Pyclaw Input/Output Package

Pyclaw supports the following input and output formats:

  • ASCII - ASCII file I/O, supports traditional clawpack format files

  • BINARY - for reading binary output files containing 32 or 64 byte floats

  • HDF5 - HDF5 file I/O

  • NetCDF - NetCDF file I/O, support for NetCDF3 and NetCDF4 files

Each module contains two main routines read_<format> and write_<format> which Solution can call with the appropriate <format>. In order to create a new file I/O extension the calling signature must match

read_<format>(solution,frame,path,file_prefix,write_aux,options)
where the the inputs are
Input:

  • solution - (Solution) Pyclaw object to be output

  • frame - (int) Frame number

  • path - (string) Root path

  • file_prefix - (string) Prefix for the file name.

  • write_aux - (bool) Boolean controlling whether the associated auxiliary array should be written out.

  • options - (dict) Optional argument dictionary

and

write_<format>(solution,frame,path,file_prefix,write_aux,options)
where the inputs are
Input:

  • solution - (Solution) Pyclaw object to be output

  • frame - (int) Frame number

  • path - (string) Root path

  • file_prefix - (string) Prefix for the file name.

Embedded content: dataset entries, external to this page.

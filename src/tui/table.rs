//! Host table: the scrollable table widget.
//!
//! Owns selection and scroll state. The dashboard hands it rows on
//! every draw and forwards keys it does not handle itself; keys the
//! table does not know come back as [`KeyOutcome::Ignored`].

use crossterm::event::{KeyCode, KeyEvent};
use ratatui::layout::{Constraint, Rect};
use ratatui::widgets::{Block, Borders, Cell, Row, Table, TableState};
use ratatui::Frame;

use super::render::HostRow;
use super::theme::Theme;

const HEADERS: [&str; 9] = [
    "", "Host", "Packets", "Loss", "MinRtt", "AvgRtt", "MaxRtt", "StdDev", "History",
];

/// Rows moved by PageUp/PageDown.
const PAGE: usize = 10;

#[derive(Debug, Clone, Copy, PartialEq, Eq)]
pub enum KeyOutcome {
    Handled,
    Ignored,
}

#[derive(Debug, Default)]
pub struct HostTable {
    state: TableState,
    rows: usize,
}

impl HostTable {
    pub fn new(rows: usize) -> Self {
        let mut state = TableState::default();
        if rows > 0 {
            state.select(Some(0));
        }
        Self { state, rows }
    }

    pub fn selected(&self) -> Option<usize> {
        self.state.selected()
    }

    pub fn handle_key(&mut self, key: KeyEvent) -> KeyOutcome {
        match key.code {
            KeyCode::Down | KeyCode::Char('j') => self.move_by(1),
            KeyCode::Up | KeyCode::Char('k') => self.move_by(-1),
            KeyCode::PageDown => self.move_by(PAGE as isize),
            KeyCode::PageUp => self.move_by(-(PAGE as isize)),
            KeyCode::Home | KeyCode::Char('g') => self.select(0),
            KeyCode::End | KeyCode::Char('G') => self.select(self.rows.saturating_sub(1)),
            _ => return KeyOutcome::Ignored,
        }
        KeyOutcome::Handled
    }

    fn move_by(&mut self, delta: isize) {
        let current = self.state.selected().unwrap_or(0) as isize;
        let max = self.rows.saturating_sub(1) as isize;
        self.select((current + delta).clamp(0, max) as usize);
    }

    fn select(&mut self, index: usize) {
        if self.rows == 0 {
            self.state.select(None);
        } else {
            self.state.select(Some(index.min(self.rows - 1)));
        }
    }

    /// Rows needed to show every host plus header and borders.
    pub fn height(&self) -> u16 {
        saturating_u16(self.rows).saturating_add(3)
    }

    pub fn draw(&mut self, f: &mut Frame, area: Rect, rows: &[HostRow], theme: &Theme, history: usize) {
        let host_width = saturating_u16(
            rows.iter()
                .map(|r| r.host.chars().count())
                .max()
                .unwrap_or(0)
                .max(HEADERS[1].len()),
        );

        let widths = [
            Constraint::Length(2),
            Constraint::Length(host_width),
            Constraint::Length(9),
            Constraint::Length(6),
            Constraint::Length(12),
            Constraint::Length(12),
            Constraint::Length(12),
            Constraint::Length(12),
            Constraint::Length(history_width(history)),
        ];

        let header = Row::new(HEADERS.iter().map(|h| Cell::from(*h))).style(theme.header_style());
        let body = rows
            .iter()
            .map(|r| Row::new(r.cells().map(|c| Cell::from(c.to_string()))));

        let table = Table::new(body, widths)
            .header(header)
            .block(
                Block::default()
                    .borders(Borders::ALL)
                    .border_style(theme.border_style()),
            )
            .row_highlight_style(theme.selected_style());

        f.render_stateful_widget(table, area, &mut self.state);
    }
}

fn saturating_u16(n: usize) -> u16 {
    u16::try_from(n).unwrap_or(u16::MAX)
}

/// Glyphs are double width.
fn history_width(history: usize) -> u16 {
    saturating_u16(history).saturating_mul(2).max(7)
}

  • write_aux - (bool) Boolean controlling whether the associated auxiliary array should be written out.

  • options - (dict) Optional argument dictionary.

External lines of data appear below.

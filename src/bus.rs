//! Event bus: every monitor's events funnel into the one dashboard loop.
//!
//! Unbounded mpsc: producers (probe tasks) never block, nothing is
//! dropped while the dashboard is alive, and each producer's events
//! arrive in the order they were published. Interleaving across hosts
//! is whatever the scheduler gives us.

use tokio::sync::mpsc::{self, error::TryRecvError, UnboundedReceiver, UnboundedSender};
use tracing::trace;

use crate::monitor::{EventKind, MonitorEvent};

/// Consumer end, owned by the dashboard.
pub struct EventBus {
    tx: UnboundedSender<MonitorEvent>,
    rx: UnboundedReceiver<MonitorEvent>,
}

impl EventBus {
    pub fn new() -> Self {
        let (tx, rx) = mpsc::unbounded_channel();
        Self { tx, rx }
    }

    /// A producer handle for one monitor.
    pub fn sender(&self) -> BusSender {
        BusSender {
            tx: self.tx.clone(),
        }
    }

    /// Wait for the next event. The bus keeps a sender of its own, so
    /// this only returns `None` if the channel is closed explicitly.
    pub async fn recv(&mut self) -> Option<MonitorEvent> {
        self.rx.recv().await
    }

    /// Next event if one is already queued.
    pub fn try_recv(&mut self) -> Option<MonitorEvent> {
        match self.rx.try_recv() {
            Ok(event) => Some(event),
            Err(TryRecvError::Empty | TryRecvError::Disconnected) => None,
        }
    }
}

impl Default for EventBus {
    fn default() -> Self {
        Self::new()
    }
}

/// Producer end. Cheap to clone; safe to use from any thread.
#[derive(Clone)]
pub struct BusSender {
    tx: UnboundedSender<MonitorEvent>,
}

impl BusSender {
    pub fn publish(&self, host: &str, kind: EventKind) {
        let event = MonitorEvent {
            host: host.to_string(),
            kind,
        };
        if self.tx.send(event).is_err() {
            trace!(host = %host, "event bus closed, dropping event");
        }
    }
}

#[cfg(test)]
mod tests {
    use super::*;

    #[test]
    fn empty_bus_yields_nothing() {
        let mut bus = EventBus::new();
        assert!(bus.try_recv().is_none());
    }

    #[tokio::test]
    async fn per_producer_order_survives_concurrency() {
        let mut bus = EventBus::new();
        let mut handles = Vec::new();
        for host in ["a", "b", "c"] {
            let sender = bus.sender();
            handles.push(std::thread::spawn(move || {
                for seq in 0..500u16 {
                    sender.publish(host, EventKind::Sent { seq });
                }
            }));
        }
        for h in handles {
            h.join().unwrap();
        }

        let mut next = std::collections::HashMap::new();
        let mut total = 0;
        while let Some(event) = bus.try_recv() {
            let EventKind::Sent { seq } = event.kind else {
                panic!("unexpected event {event:?}");
            };
            let expected = next.entry(event.host).or_insert(0u16);
            assert_eq!(seq, *expected);
            *expected += 1;
            total += 1;
        }
        assert_eq!(total, 1500);
    }

    #[tokio::test]
    async fn recv_waits_for_publish() {
        let mut bus = EventBus::new();
        let sender = bus.sender();
        tokio::spawn(async move {
            sender.publish("a", EventKind::Sent { seq: 7 });
        });
        let event = bus.recv().await.unwrap();
        assert_eq!(event.host, "a");
        assert_eq!(event.kind, EventKind::Sent { seq: 7 });
    }
}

Note that both allow for an options dictionary that is format specific and should be documented thoroughly. For examples of this usage, see the HDF5 and NetCDF modules.

HDF5 and NetCDF support require installed libraries in order to work, please see the respective modules for details on how to obtain and install the libraries needed.

Note

Pyclaw automatically detects the availability of HDF5 and NetCDF file support and will warn you if you try and use them without the proper libraries.

pyclaw.fileio.ascii

Routines for reading and writing an ascii output file

clawpack.pyclaw.fileio.ascii.read(solution, frame, path='./', file_prefix='fort', read_aux=False, options={})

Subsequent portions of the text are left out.